-------- RECORDS PROVIDED

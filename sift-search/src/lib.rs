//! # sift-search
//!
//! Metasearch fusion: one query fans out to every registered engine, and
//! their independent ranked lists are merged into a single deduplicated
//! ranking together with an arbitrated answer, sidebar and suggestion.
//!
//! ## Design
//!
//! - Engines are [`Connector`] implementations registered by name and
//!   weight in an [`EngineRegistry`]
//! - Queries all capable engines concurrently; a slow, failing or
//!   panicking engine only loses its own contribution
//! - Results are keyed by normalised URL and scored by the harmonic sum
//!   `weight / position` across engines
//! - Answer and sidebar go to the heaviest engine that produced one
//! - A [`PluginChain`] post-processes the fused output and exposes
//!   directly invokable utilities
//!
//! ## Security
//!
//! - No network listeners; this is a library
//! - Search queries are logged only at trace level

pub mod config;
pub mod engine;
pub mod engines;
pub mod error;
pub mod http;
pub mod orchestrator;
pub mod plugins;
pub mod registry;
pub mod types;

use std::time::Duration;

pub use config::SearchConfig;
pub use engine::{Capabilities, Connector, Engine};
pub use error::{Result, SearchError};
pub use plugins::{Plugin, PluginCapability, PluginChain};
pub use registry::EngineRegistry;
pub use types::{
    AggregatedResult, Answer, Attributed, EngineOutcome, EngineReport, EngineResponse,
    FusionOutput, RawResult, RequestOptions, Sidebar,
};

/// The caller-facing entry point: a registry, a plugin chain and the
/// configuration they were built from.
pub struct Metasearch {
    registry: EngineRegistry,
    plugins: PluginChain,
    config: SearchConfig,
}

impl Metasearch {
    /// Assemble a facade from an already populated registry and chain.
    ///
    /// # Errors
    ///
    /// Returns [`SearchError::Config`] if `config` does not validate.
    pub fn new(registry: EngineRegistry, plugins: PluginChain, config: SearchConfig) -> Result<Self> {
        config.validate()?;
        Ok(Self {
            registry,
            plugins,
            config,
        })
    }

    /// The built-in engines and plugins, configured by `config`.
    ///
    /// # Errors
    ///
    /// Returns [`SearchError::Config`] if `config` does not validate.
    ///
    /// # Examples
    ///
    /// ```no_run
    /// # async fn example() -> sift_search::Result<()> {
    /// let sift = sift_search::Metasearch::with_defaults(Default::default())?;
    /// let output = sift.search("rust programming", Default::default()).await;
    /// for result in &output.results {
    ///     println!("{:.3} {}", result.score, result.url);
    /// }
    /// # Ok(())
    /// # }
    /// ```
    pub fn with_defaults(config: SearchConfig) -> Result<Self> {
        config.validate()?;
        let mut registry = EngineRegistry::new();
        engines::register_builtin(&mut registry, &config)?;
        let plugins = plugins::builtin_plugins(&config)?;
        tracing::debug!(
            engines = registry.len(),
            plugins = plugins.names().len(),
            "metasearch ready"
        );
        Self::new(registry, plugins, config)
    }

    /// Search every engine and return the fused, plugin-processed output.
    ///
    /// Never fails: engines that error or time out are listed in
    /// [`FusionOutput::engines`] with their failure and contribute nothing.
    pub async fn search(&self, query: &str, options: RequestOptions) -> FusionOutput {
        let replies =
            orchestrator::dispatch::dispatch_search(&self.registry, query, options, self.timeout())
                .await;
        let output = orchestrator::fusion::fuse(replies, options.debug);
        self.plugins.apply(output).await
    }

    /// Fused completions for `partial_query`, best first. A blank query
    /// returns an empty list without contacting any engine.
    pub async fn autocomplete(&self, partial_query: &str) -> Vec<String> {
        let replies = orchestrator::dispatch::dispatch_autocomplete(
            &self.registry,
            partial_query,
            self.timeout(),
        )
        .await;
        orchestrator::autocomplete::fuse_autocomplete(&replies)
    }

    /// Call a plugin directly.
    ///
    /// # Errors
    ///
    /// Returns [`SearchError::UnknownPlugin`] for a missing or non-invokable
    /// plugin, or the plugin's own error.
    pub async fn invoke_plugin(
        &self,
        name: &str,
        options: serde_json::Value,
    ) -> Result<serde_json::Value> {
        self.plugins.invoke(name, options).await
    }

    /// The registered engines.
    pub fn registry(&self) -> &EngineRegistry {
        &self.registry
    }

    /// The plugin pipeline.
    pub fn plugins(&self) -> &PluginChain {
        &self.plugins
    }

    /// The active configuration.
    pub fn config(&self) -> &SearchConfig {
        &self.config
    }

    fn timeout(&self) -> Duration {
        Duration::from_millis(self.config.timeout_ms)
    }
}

----------------

Examine each line of the records above and tally those with the string "Value". State the total alone.

SOLUTION FOR THIS PROBLEM
2